The Great office is listed Grade 2* and it is in the curtilage of a Grade 1 House. Twenty years ago, when we decided to go for planning, it had a very large colony of bats who were living everywhere, and every part of it from the fireplaces to the ceiling heights had some kind of protection. A project not for the faint hearted.

This was a building with a very old cellar that was rumoured to be the site of the old priory. It’s history suggested a period as a barn and a detached cottage, and then an 18th century transformation to be used for the Great Office which was attached to the cottage. The large open room had three fireplaces and a safe. The steward would receive the quarterly rents here and it was here that generations had come to catch up with friends and neighbours and enjoy all the estate gatherings and events like harvest suppers, Crying the Neck, pantomimes and parties. And upstairs was a warren of little rooms full of rubbish.

By 2000 the poor old building was on its last legs. The roof had started to ripple, the stairs were rotten through, ceilings were coming down, and the rain was getting in. The problems that have to be faced with historic properties: maintaining the integrity of the building; looking for a 21st Century future and finding the money all had to faced.

Our picture for that future was to make sure that the building restoration had as little impact on the environment as possible, so we proposed a conversion to four cottages with super insulation, triple glazing (where possible), grey water re-cycling, and underfloor heating. The un-rotted floors from downstairs were re-cycled to go upstairs, there were new roosts for the bats, energy saving lights and also natural light maximisation. Even the paint was natural.

The four cottages were to be used for our fledgling holiday business, with the additional proposal that they would be offered for Trelowarrenshare purchase as well as self-catering holidays. A new way to look at second homes that would relieve the pressure on housing; a home from home that would be occupied for 40 weeks of the year by lots of different families not just six weeks by one family.

And where are we now – twenty years later?
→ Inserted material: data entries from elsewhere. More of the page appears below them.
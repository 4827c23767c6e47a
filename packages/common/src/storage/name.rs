use std::fmt;

use chrono::Utc;
use rand::RngCore;
use serde::{Deserialize, Serialize};

use super::error::StorageError;

/// Random suffix bytes in a generated storage name.
const SUFFIX_BYTES: usize = 6;

/// Longest accepted storage name.
const MAX_LEN: usize = 255;

/// A validated, opaque storage file name.
///
/// Format: `{unix-millis}-{random hex}-{sanitized original name}`. The
/// timestamp plus random suffix makes names unique under concurrent uploads
/// without coordination; the sanitized tail keeps the user's filename (and
/// extension) visible in download URLs.
#[derive(Clone, PartialEq, Eq, Hash)]
pub struct StorageName(String);

impl StorageName {
    /// Generate a fresh unique name for an uploaded file.
    pub fn generate(original_name: &str) -> Self {
        let mut suffix = [0u8; SUFFIX_BYTES];
        rand::rng().fill_bytes(&mut suffix);

        Self(format!(
            "{}-{}-{}",
            Utc::now().timestamp_millis(),
            hex::encode(suffix),
            sanitize_file_name(original_name),
        ))
    }

    /// Validate an existing name, e.g. read back from a persisted record.
    pub fn parse(s: &str) -> Result<Self, StorageError> {
        if s.is_empty() {
            return Err(StorageError::InvalidName("empty name".into()));
        }
        if s.len() > MAX_LEN {
            return Err(StorageError::InvalidName(format!(
                "name exceeds {MAX_LEN} characters"
            )));
        }
        if s.contains('/') || s.contains('\\') {
            return Err(StorageError::InvalidName(
                "path separators are not allowed".into(),
            ));
        }
        if s.chars().any(|c| c.is_ascii_control()) {
            return Err(StorageError::InvalidName(
                "control characters are not allowed".into(),
            ));
        }
        if s.chars().all(|c| c == '.') {
            return Err(StorageError::InvalidName(
                "name must not be only dots".into(),
            ));
        }

        Ok(Self(s.to_string()))
    }

    pub fn as_str(&self) -> &str {
        &self.0
    }
}

impl fmt::Debug for StorageName {
    fn fmt(&self, f: &mut fmt::Formatter<'_>) -> fmt::Result {
        write!(f, "StorageName({})", self.0)
    }
}

impl fmt::Display for StorageName {
    fn fmt(&self, f: &mut fmt::Formatter<'_>) -> fmt::Result {
        f.write_str(&self.0)
    }
}

impl Serialize for StorageName {
    fn serialize<S: serde::Serializer>(&self, serializer: S) -> Result<S::Ok, S::Error> {
        serializer.serialize_str(&self.0)
    }
}

impl<'de> Deserialize<'de> for StorageName {
    fn deserialize<D: serde::Deserializer<'de>>(deserializer: D) -> Result<Self, D::Error> {
        let s = String::deserialize(deserializer)?;
        Self::parse(&s).map_err(serde::de::Error::custom)
    }
}

/// Reduce an attacker-controlled filename to something safe to embed in a
/// storage name.
///
/// Strips path separators, null bytes and other control characters, then
/// trims whitespace. A name that sanitizes to nothing (or to dots only)
/// becomes `"file"` so the storage name stays well-formed.
pub fn sanitize_file_name(name: &str) -> String {
    let cleaned: String = name
        .chars()
        .filter(|c| !matches!(c, '/' | '\\') && !c.is_ascii_control())
        .collect();
    let trimmed = cleaned.trim();

    if trimmed.is_empty() || trimmed.chars().all(|c| c == '.') {
        return "file".to_string();
    }

    trimmed.chars().take(128).collect()
}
The Great Office is still great, and we have built ten other eco houses and the swimming pool and gym – as well as using some of the traditional cottages on Trelowarren.

In an echo of the debate about the housing crisis in Cornwall the swifts have moved into some of the bat roosts and the swallows have set up their tenements in the eaves. Many families have come to think of Trelowarren as ‘their’ home in Cornwall and look forward to coming once or sometimes twice a year. And their confidence in a greener way of having a holiday has turned out to be pretty good value too. Our first sharers paid about £500 a week for a high season week and considerably less for the shoulder periods.

Doing the right thing was the right thing to do and we hope that the investment gave that old building its next few hundred years.